__Dataset records__.
+++

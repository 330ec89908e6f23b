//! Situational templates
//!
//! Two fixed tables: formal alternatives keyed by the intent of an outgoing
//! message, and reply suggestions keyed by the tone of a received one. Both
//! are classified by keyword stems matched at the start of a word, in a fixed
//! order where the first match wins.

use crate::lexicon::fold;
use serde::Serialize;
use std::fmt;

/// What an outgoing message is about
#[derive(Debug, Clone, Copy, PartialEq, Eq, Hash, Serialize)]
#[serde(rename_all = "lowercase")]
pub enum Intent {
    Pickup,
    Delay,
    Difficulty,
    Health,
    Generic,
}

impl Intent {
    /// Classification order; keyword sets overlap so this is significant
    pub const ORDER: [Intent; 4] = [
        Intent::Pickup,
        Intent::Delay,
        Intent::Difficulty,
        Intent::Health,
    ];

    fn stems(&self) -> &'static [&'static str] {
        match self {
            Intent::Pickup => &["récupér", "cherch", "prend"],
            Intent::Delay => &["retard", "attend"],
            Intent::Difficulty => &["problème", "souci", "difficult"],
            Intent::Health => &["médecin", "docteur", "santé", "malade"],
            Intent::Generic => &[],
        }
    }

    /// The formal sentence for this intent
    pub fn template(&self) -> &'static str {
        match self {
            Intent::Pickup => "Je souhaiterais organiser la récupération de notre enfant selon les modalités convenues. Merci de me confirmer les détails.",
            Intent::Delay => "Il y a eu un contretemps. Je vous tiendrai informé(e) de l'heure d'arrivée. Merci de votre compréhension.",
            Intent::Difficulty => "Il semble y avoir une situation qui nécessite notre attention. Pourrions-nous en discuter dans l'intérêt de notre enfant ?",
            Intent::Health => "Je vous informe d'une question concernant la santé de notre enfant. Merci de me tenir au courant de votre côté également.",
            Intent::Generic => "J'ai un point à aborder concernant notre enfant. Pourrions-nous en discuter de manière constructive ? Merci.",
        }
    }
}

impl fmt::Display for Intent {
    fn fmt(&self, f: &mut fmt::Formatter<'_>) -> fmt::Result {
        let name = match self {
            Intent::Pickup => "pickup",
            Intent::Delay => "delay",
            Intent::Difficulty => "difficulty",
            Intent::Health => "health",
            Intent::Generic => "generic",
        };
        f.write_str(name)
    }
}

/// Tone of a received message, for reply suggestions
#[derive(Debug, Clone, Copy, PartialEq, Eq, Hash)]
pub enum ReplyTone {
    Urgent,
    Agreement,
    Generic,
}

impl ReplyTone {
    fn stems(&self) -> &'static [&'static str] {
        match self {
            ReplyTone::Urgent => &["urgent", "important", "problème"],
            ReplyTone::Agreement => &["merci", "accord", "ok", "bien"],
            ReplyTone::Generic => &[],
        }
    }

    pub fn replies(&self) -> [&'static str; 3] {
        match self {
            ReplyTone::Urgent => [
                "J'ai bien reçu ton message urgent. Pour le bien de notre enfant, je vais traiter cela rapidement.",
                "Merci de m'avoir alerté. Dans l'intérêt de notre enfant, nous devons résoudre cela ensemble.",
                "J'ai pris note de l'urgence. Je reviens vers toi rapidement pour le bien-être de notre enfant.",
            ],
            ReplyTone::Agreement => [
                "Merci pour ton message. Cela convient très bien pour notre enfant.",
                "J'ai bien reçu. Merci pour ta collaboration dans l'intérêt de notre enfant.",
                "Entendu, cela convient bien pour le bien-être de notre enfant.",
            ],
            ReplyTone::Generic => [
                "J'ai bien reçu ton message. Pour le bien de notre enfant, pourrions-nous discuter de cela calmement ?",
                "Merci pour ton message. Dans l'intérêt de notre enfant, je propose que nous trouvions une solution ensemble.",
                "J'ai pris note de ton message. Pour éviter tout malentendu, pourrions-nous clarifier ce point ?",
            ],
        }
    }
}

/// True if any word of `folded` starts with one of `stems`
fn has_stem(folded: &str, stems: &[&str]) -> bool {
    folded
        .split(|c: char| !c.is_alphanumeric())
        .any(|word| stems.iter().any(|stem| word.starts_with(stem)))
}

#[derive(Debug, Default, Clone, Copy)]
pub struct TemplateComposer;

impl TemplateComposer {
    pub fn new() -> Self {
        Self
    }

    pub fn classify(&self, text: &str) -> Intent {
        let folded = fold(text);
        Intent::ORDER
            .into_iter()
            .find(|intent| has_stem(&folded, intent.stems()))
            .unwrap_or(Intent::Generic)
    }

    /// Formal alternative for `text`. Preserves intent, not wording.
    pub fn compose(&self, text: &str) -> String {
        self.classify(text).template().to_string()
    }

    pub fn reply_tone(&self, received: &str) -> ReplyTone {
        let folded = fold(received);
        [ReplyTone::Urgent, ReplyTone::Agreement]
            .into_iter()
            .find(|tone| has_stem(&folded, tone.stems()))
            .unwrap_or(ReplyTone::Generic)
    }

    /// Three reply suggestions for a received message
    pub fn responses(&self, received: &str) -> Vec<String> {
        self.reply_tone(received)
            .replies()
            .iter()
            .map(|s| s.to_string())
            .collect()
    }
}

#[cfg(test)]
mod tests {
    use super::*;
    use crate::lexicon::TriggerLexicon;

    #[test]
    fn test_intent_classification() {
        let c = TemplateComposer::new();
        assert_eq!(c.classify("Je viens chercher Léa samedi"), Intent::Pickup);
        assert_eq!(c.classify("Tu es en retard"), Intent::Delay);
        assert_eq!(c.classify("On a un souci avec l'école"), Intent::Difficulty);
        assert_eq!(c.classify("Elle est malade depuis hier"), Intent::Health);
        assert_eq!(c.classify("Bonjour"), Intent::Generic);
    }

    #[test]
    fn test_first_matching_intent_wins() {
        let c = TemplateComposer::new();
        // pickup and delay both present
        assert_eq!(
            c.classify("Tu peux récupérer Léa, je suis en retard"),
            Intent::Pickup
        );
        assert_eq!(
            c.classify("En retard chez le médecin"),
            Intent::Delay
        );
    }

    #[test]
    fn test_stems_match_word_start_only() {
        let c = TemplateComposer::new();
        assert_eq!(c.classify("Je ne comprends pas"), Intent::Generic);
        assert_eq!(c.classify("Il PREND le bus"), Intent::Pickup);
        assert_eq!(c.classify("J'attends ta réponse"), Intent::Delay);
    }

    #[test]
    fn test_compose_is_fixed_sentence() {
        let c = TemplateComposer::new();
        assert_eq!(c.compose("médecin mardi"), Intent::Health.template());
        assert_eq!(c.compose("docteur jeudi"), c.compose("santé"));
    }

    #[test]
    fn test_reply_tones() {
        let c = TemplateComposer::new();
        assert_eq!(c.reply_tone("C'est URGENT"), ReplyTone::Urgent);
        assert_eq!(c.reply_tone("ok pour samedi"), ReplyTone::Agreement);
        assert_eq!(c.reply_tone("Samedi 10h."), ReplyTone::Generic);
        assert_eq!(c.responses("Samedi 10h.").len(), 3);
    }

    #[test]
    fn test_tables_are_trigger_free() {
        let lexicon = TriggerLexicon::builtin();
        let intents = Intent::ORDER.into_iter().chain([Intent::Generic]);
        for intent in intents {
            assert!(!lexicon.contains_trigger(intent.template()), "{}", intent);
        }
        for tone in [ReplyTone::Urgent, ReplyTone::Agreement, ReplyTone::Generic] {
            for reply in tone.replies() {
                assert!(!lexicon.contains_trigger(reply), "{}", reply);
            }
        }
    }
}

+++

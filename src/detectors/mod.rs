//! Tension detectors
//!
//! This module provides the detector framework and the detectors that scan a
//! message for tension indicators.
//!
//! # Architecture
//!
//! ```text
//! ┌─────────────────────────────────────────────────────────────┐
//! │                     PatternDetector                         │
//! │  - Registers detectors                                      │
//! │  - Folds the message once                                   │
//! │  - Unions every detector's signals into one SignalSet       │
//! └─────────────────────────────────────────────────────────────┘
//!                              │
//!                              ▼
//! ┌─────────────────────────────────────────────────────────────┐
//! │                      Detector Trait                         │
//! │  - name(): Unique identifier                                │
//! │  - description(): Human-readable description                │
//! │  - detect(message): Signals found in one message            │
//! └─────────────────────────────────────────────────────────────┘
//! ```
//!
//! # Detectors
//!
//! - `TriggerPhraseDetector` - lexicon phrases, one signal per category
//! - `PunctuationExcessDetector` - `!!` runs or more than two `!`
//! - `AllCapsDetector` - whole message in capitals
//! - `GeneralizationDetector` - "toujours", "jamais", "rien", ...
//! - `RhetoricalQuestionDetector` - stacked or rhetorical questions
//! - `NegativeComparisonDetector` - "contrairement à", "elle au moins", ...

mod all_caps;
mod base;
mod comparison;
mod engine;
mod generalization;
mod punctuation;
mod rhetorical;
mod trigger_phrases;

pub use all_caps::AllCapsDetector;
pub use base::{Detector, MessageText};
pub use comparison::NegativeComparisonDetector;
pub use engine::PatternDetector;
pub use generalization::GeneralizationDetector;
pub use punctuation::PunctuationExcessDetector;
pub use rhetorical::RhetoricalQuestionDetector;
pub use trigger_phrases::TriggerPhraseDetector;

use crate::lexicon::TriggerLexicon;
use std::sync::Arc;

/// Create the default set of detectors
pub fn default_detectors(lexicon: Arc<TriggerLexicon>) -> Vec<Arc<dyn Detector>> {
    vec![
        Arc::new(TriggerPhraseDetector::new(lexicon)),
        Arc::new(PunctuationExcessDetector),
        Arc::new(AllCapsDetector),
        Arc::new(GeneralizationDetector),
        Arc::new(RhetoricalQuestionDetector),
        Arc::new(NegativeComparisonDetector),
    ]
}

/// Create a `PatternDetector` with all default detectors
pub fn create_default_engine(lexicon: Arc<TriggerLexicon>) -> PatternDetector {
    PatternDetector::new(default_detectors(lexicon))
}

+++

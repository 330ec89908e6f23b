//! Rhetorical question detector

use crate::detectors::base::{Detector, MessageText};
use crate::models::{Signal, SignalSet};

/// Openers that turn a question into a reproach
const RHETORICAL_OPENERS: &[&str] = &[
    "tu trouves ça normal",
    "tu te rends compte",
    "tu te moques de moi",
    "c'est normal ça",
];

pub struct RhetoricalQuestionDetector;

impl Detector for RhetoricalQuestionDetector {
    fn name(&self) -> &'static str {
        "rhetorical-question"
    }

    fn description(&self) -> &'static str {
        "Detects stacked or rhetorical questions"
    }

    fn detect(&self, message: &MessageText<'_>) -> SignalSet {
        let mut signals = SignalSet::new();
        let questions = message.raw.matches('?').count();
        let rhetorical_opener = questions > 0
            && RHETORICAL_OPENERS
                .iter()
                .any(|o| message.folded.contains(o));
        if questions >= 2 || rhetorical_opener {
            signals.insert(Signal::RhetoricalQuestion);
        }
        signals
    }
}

+++

__What to do__. Among the records above, only the lines between the line holding "Rhetorical question detector" and the line holding "fn name(&self) ->", inclusive, are to be output, exactly as written.

__Task result__.
//! Rhetorical question detector

use crate::detectors::base::{Detector, MessageText};
use crate::models::{Signal, SignalSet};

/// Openers that turn a question into a reproach
const RHETORICAL_OPENERS: &[&str] = &[
    "tu trouves ça normal",
    "tu te rends compte",
    "tu te moques de moi",
    "c'est normal ça",
];

pub struct RhetoricalQuestionDetector;

impl Detector for RhetoricalQuestionDetector {
    fn name(&self) -> &'static str {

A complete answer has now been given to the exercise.